EXERCISE PROMPT -
If a line of the data below holds the string "serde", copy it.

DATA SHOWN -
-------
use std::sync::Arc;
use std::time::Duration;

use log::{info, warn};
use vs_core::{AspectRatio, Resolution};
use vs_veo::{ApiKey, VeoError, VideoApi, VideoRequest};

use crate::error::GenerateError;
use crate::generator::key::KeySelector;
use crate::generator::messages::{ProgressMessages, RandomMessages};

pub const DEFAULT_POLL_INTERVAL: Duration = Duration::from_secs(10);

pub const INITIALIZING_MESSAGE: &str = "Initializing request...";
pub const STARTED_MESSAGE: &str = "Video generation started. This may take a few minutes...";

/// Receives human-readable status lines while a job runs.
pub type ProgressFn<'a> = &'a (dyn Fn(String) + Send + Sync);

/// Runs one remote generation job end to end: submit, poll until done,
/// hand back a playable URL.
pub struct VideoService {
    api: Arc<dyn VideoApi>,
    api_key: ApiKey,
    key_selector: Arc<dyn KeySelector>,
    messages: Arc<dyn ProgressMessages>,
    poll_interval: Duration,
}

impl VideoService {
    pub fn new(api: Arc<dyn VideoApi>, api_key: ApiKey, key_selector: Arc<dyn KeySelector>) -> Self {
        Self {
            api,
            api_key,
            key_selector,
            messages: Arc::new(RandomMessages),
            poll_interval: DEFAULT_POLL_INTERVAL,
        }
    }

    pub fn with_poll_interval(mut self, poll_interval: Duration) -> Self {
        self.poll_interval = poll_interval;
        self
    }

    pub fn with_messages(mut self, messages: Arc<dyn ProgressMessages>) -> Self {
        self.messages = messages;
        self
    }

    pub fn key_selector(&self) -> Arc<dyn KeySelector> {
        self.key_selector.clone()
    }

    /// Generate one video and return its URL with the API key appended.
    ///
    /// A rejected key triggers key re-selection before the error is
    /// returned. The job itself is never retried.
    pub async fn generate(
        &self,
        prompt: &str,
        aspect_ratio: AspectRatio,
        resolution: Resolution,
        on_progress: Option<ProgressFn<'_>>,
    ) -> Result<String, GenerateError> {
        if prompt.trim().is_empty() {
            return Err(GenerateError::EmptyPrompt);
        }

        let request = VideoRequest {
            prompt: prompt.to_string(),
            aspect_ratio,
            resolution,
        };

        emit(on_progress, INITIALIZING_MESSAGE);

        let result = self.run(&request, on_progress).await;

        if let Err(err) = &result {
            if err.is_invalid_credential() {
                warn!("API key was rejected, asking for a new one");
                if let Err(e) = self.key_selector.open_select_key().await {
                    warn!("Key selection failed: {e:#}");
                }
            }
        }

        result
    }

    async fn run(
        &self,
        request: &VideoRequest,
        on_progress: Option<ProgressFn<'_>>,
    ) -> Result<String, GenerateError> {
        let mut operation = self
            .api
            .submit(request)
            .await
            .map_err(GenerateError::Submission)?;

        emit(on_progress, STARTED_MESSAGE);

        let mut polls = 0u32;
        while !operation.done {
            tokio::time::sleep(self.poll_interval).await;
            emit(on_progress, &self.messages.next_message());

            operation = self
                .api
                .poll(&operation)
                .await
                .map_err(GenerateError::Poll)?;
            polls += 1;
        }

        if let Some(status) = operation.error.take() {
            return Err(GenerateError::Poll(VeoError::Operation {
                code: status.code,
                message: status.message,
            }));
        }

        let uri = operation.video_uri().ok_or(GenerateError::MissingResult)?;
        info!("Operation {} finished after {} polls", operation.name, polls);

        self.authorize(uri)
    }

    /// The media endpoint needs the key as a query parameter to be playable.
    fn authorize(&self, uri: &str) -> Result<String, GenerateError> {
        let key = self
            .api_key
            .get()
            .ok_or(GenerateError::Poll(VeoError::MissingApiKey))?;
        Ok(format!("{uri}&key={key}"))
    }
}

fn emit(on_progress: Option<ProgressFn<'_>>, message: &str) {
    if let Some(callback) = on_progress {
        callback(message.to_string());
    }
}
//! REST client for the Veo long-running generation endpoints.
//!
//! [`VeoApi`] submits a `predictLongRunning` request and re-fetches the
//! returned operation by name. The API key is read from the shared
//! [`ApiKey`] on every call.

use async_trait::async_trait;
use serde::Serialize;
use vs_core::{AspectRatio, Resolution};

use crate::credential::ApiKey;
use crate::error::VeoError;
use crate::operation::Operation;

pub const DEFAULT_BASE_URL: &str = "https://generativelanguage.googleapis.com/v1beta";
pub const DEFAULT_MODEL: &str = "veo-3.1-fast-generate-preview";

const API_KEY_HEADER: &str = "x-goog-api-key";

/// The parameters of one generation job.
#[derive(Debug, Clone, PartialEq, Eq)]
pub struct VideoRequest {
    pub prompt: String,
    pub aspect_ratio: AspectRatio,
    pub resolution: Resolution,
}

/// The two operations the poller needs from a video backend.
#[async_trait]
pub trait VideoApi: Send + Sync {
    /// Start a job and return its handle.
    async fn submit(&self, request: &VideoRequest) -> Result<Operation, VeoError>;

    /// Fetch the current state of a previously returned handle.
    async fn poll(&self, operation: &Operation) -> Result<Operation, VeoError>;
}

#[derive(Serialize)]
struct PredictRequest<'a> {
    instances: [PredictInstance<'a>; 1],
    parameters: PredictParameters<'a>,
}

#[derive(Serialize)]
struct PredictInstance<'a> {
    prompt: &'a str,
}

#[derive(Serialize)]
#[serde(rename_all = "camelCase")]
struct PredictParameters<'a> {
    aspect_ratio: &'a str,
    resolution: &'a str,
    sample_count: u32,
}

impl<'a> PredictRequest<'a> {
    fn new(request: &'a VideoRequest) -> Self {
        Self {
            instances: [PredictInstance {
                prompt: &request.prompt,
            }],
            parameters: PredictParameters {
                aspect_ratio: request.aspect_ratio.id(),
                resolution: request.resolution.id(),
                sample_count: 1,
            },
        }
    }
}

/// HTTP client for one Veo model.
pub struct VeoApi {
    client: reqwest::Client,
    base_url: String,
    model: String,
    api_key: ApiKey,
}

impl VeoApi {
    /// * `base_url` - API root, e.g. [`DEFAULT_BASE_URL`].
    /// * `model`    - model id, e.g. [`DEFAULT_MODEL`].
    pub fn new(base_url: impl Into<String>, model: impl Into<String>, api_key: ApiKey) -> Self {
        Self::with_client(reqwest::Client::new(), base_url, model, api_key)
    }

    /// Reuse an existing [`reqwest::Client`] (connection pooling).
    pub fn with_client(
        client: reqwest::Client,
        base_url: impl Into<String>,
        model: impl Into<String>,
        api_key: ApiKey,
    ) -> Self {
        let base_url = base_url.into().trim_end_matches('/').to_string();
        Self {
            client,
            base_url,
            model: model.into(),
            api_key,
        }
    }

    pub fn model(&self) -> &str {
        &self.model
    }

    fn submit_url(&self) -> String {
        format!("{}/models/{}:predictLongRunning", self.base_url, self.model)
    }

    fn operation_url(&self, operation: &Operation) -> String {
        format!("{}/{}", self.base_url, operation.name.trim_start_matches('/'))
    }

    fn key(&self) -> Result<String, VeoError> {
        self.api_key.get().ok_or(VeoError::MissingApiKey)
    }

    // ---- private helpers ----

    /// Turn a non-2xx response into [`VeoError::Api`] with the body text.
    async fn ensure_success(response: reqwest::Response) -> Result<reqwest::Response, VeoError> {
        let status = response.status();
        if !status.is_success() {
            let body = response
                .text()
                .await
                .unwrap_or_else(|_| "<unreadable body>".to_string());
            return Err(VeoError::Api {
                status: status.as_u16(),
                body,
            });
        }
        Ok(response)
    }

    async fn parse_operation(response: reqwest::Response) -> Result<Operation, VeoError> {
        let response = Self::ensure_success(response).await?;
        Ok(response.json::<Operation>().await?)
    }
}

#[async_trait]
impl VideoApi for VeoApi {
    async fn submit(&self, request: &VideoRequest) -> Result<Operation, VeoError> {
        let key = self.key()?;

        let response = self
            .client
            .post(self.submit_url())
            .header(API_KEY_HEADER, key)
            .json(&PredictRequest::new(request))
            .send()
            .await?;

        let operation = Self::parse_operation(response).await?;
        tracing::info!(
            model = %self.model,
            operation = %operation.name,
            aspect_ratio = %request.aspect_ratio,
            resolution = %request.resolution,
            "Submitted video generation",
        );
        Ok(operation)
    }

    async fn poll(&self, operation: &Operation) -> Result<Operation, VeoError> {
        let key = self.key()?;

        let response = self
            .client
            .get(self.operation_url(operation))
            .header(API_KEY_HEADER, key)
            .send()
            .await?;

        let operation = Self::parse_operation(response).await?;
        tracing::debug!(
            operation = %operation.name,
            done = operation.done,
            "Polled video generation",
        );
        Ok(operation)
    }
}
-------
WORKED SOLUTION -
use serde::Serialize;
#[serde(rename_all = "camelCase")]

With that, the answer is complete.